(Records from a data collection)
>>>>
//! End-to-end scenarios over a store in a temporary directory.

use std::sync::Arc;

use chrono::{TimeZone, Utc};
use tempdir::TempDir;

use okapi_chain::block::{self, Block, CompactDifficulty, Header, MerkleRoot};
use okapi_chain::parameters::{genesis_block, genesis_hash, Network};
use okapi_chain::transaction::Transaction;
use okapi_chain::transparent::{CoinbaseData, Input, OutPoint, Output, Script};

use okapi_state::{BlockDatabase, Checkpoint, Config, Database, Error, UNSPENT};

fn test_config(dir: &TempDir) -> Config {
    Config {
        directory: dir.path().to_owned(),
        cache_capacity: 100,
        file_growth_rate: 50,
        block_table_buckets: 16,
        transaction_table_buckets: 16,
        payment_table_buckets: 16,
        neutrino_filter_table_buckets: 16,
        ..Config::default()
    }
}

fn create_database(dir: &TempDir) -> Database {
    Database::create(
        test_config(dir),
        true,
        true,
        &genesis_block(Network::Mainnet),
    )
    .expect("store creates")
}

/// A header extending `parent`, made unique by `nonce`.
fn child_header(parent: block::Hash, nonce: u32) -> Header {
    Header {
        version: 2,
        previous_block_hash: parent,
        merkle_root: MerkleRoot([0; 32]),
        time: Utc.timestamp(1_296_000_000 + nonce as i64, 0),
        difficulty_threshold: CompactDifficulty(0x1d00_ffff),
        nonce,
    }
}

fn coinbase(height: u32) -> Transaction {
    Transaction {
        version: 1,
        inputs: vec![Input::Coinbase {
            data: CoinbaseData(height.to_le_bytes().to_vec()),
            sequence: u32::max_value(),
        }],
        outputs: vec![Output {
            value: 50,
            lock_script: Script(vec![height as u8]),
        }],
        lock_time: 0,
    }
}

fn spend(outpoint: OutPoint, value: u64) -> Transaction {
    Transaction {
        version: 1,
        inputs: vec![Input::PrevOut {
            outpoint,
            unlock_script: Script(vec![0x51]),
            sequence: u32::max_value(),
        }],
        outputs: vec![Output {
            value,
            lock_script: Script(vec![0xAB]),
        }],
        lock_time: 0,
    }
}

fn block_with(parent: block::Hash, nonce: u32, transactions: Vec<Transaction>) -> Block {
    Block {
        header: child_header(parent, nonce),
        transactions: transactions.into_iter().map(Arc::new).collect(),
    }
}

// S1: a fresh store holds exactly the genesis block.
#[test]
fn create_inserts_genesis() {
    let dir = TempDir::new("database").unwrap();
    let database = create_database(&dir);

    assert_eq!(database.blocks().top(false), Some(0));
    assert_eq!(database.blocks().top(true), Some(0));

    let result = database.blocks().get_at(0, false).expect("genesis resolves");
    assert_eq!(result.hash, genesis_hash(Network::Mainnet));
    assert!(result.is_confirmed());

    // The genesis coinbase is in the transaction table.
    let coinbase_hash = genesis_block(Network::Mainnet).transactions[0].hash();
    let transaction = database
        .transactions()
        .get(&coinbase_hash)
        .expect("genesis coinbase resolves");
    assert_eq!(transaction.height, 0);
    assert_eq!(transaction.position, 0);

    database.close().unwrap();
}

// S2: headers pushed above the fork point pop back out in order.
#[test]
fn header_push_pop_roundtrip() {
    let dir = TempDir::new("database").unwrap();
    let database = create_database(&dir);

    let genesis = genesis_hash(Network::Mainnet);
    let h1 = child_header(genesis, 1);
    let h2 = child_header(h1.hash(), 2);
    let h3 = child_header(h2.hash(), 3);

    for (height, header) in [h1, h2, h3].iter().enumerate() {
        database
            .push_header(header, height as u32 + 1, 0)
            .expect("header extends the candidate chain");
    }
    assert_eq!(database.blocks().top(true), Some(3));

    let fork_point = Checkpoint::new(genesis, 0);
    let outgoing = database
        .reorganize_headers(&fork_point, &[])
        .expect("pop above the fork point");

    assert_eq!(outgoing, vec![h1, h2, h3]);
    assert_eq!(database.blocks().top(true), Some(0));

    // The popped headers are pooled, not gone.
    assert!(database.blocks().get(&h2.hash()).unwrap().is_pooled());
}

// S3: a reorganization swaps the candidate chain above the fork point.
#[test]
fn reorganize_replaces_candidate_chain() {
    let dir = TempDir::new("database").unwrap();
    let database = create_database(&dir);

    let genesis = genesis_hash(Network::Mainnet);
    let h1 = child_header(genesis, 1);
    let h2 = child_header(h1.hash(), 2);
    let h3 = child_header(h2.hash(), 3);
    for (height, header) in [h1, h2, h3].iter().enumerate() {
        database.push_header(header, height as u32 + 1, 0).unwrap();
    }

    let h2_prime = child_header(h1.hash(), 102);
    let h3_prime = child_header(h2_prime.hash(), 103);
    let h4_prime = child_header(h3_prime.hash(), 104);

    let fork_point = Checkpoint::new(h1.hash(), 1);
    let outgoing = database
        .reorganize_headers(&fork_point, &[h2_prime, h3_prime, h4_prime])
        .expect("reorganization applies");

    assert_eq!(outgoing, vec![h2, h3]);
    assert_eq!(database.blocks().top(true), Some(4));
    assert_eq!(database.blocks().get_at(1, true).unwrap().hash, h1.hash());
    assert_eq!(
        database.blocks().get_at(2, true).unwrap().hash,
        h2_prime.hash()
    );
    assert_eq!(
        database.blocks().get_at(4, true).unwrap().hash,
        h4_prime.hash()
    );
}

// S4: confirming a block records spender heights; popping clears them.
#[test]
fn push_block_tracks_spends_and_pop_reverses_them() {
    let dir = TempDir::new("database").unwrap();
    let database = create_database(&dir);

    let genesis = genesis_block(Network::Mainnet);
    let prevout = OutPoint {
        hash: genesis.transactions[0].hash(),
        index: 0,
    };

    let block = block_with(
        genesis.hash(),
        1,
        vec![coinbase(1), spend(prevout, 40)],
    );
    database.push(&block, 1, 1_000).expect("block confirms");

    let spent = database
        .transactions()
        .get(&prevout.hash)
        .expect("genesis coinbase resolves");
    assert_eq!(spent.output_metadata[0].spender_height, 1);

    let spender = database
        .transactions()
        .get(&block.transactions[1].hash())
        .expect("spender resolves");
    assert_eq!(spender.height, 1);
    assert_eq!(spender.position, 1);
    assert_eq!(spender.median_time_past, 1_000);

    let popped = database.pop_block(1).expect("block pops");
    assert_eq!(popped.hash(), block.hash());
    assert_eq!(popped.transactions.len(), 2);

    let unspent = database.transactions().get(&prevout.hash).unwrap();
    assert_eq!(unspent.output_metadata[0].spender_height, UNSPENT);
    assert!(database
        .transactions()
        .get(&block.transactions[1].hash())
        .unwrap()
        .is_pooled());
}

// S5: transactions colliding into one bucket chain stay distinct.
#[test]
fn colliding_transactions_resolve_independently() {
    let dir = TempDir::new("database").unwrap();
    let mut settings = test_config(&dir);
    // One bucket forces every key into the same chain.
    settings.transaction_table_buckets = 1;

    let database =
        Database::create(settings, false, false, &genesis_block(Network::Mainnet)).unwrap();

    let first = coinbase(100);
    let second = coinbase(200);
    assert_ne!(first.hash(), second.hash());

    let first_link = database.store_transaction(&first).unwrap();
    let second_link = database.store_transaction(&second).unwrap();
    assert_ne!(first_link, second_link);

    let found_first = database.transactions().get(&first.hash()).unwrap();
    let found_second = database.transactions().get(&second.hash()).unwrap();
    assert_eq!(found_first.transaction, first);
    assert_eq!(found_second.transaction, second);
}

// Idempotence: re-storing a transaction yields the same link.
#[test]
fn transaction_store_is_idempotent() {
    let dir = TempDir::new("database").unwrap();
    let database = create_database(&dir);

    let transaction = coinbase(7);
    let link = database.store_transaction(&transaction).unwrap();

    // The facade treats an exact duplicate as an error...
    match database.store_transaction(&transaction) {
        Err(Error::DuplicateTransaction) => {}
        other => panic!("expected duplicate transaction, got {:?}", other.map(|_| ())),
    }

    // ...while the database itself is idempotent and returns the same
    // link.
    assert_eq!(database.transactions().store(&transaction).unwrap(), link);
}

// The payment index records receipts and spends of a confirmed block.
#[test]
fn confirmed_blocks_are_cataloged() {
    let dir = TempDir::new("database").unwrap();
    let database = create_database(&dir);

    let genesis = genesis_block(Network::Mainnet);
    let prevout = OutPoint {
        hash: genesis.transactions[0].hash(),
        index: 0,
    };
    let spender = spend(prevout, 40);
    let block = block_with(genesis.hash(), 1, vec![coinbase(1), spender.clone()]);

    database.push(&block, 1, 0).unwrap();

    let payments = database.payments().expect("cataloging is enabled");

    // The new output is indexed under its own script.
    let receipts = payments.history(&(&spender.outputs[0].lock_script).into());
    assert_eq!(receipts.len(), 1);
    assert!(receipts[0].output);
    assert_eq!(receipts[0].value, 40);

    // The spend is indexed under the genesis coinbase's script.
    let spent_script = &genesis.transactions[0].outputs[0].lock_script;
    let spends = payments.history(&spent_script.into());
    assert_eq!(spends.len(), 2);
    assert!(spends.iter().any(|record| !record.output));
}

// The unspent-output cache answers lookups after confirmation.
#[test]
fn unspent_outputs_are_served_from_the_engine() {
    let dir = TempDir::new("database").unwrap();
    let database = create_database(&dir);

    let genesis = genesis_block(Network::Mainnet);
    let block = block_with(genesis.hash(), 1, vec![coinbase(1)]);
    database.push(&block, 1, 500).unwrap();

    let outpoint = OutPoint {
        hash: block.transactions[0].hash(),
        index: 0,
    };
    let unspent = database
        .transactions()
        .unspent_output(&outpoint)
        .expect("confirmed coinbase output is unspent");
    assert_eq!(unspent.output.value, 50);
    assert_eq!(unspent.height, 1);
    assert_eq!(unspent.median_time_past, 500);
    assert!(unspent.coinbase);
}

// Filters round trip through the optional neutrino database.
#[test]
fn filters_roundtrip() {
    let dir = TempDir::new("database").unwrap();
    let database = create_database(&dir);

    let filters = database.filters().expect("filters are enabled");
    let hash = genesis_hash(Network::Mainnet);
    filters
        .store(&hash, 0, &[7; 32], &[1, 2, 3])
        .expect("filter stores");

    let result = filters.get(&hash).expect("filter resolves");
    assert_eq!(result.header, [7; 32]);
    assert_eq!(result.filter, vec![1, 2, 3]);
}

// The store survives close and reopen with its chain intact.
#[test]
fn reopen_preserves_the_chain() {
    let dir = TempDir::new("database").unwrap();

    let genesis = genesis_hash(Network::Mainnet);
    let h1 = child_header(genesis, 1);
    {
        let database = create_database(&dir);
        database.push_header(&h1, 1, 0).unwrap();
        database.close().unwrap();
    }

    let database = Database::open(test_config(&dir), true, true).expect("store reopens");
    assert_eq!(database.blocks().top(true), Some(1));
    assert_eq!(database.blocks().get_at(1, true).unwrap().hash, h1.hash());
    assert_eq!(database.blocks().top(false), Some(0));
}

// S6: a flush lock left by a dead writer blocks the next open.
#[test]
fn unclean_shutdown_refuses_to_open() {
    let dir = TempDir::new("database").unwrap();

    let mut settings = test_config(&dir);
    settings.flush_writes = true;

    {
        let database = Database::create(
            settings.clone(),
            false,
            false,
            &genesis_block(Network::Mainnet),
        )
        .expect("flushed store creates");
        database.close().unwrap();
    }

    // Simulate a process killed between begin_write and end_write: the
    // flush sentinel is on disk.
    std::fs::File::create(dir.path().join("flush_lock")).unwrap();

    match Database::open(settings, false, false) {
        Err(Error::UncleanShutdown) => {}
        other => panic!("expected unclean shutdown, got {:?}", other.map(|_| ())),
    }
}

mod prop {
    use proptest::prelude::*;

    use super::*;

    proptest! {
        // Each case maps a store on disk, so keep the count low.
        #![proptest_config(proptest::test_runner::Config::with_cases(16))]

        // Stored headers read back exactly as written.
        #[test]
        fn stored_headers_roundtrip(header in any::<Header>()) {
            let dir = TempDir::new("block-prop").unwrap();
            let database = BlockDatabase::new(&test_config(&dir)).unwrap();
            database.create().unwrap();

            database.store(&header, 9, 77).unwrap();

            let result = database.get(&header.hash()).expect("stored header resolves");
            prop_assert_eq!(result.header, header);
            prop_assert_eq!(result.height, 9);
            prop_assert_eq!(result.median_time_past, 77);
        }
    }
}

// A second process (simulated by a second handle) cannot open the store.
#[test]
fn exclusive_lock_blocks_second_open() {
    let dir = TempDir::new("database").unwrap();
    let database = create_database(&dir);

    match Database::open(test_config(&dir), false, false) {
        Err(Error::StoreLockFailure) => {}
        other => panic!("expected lock failure, got {:?}", other.map(|_| ())),
    }

    drop(database);
}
<<<<
• [TASK REQUIREMENTS]: Report all lines in the records that include the string "close".

• [ANSWER TO THIS PROBLEM]:
    database.close().unwrap();
// The store survives close and reopen with its chain intact.
        database.close().unwrap();
        database.close().unwrap();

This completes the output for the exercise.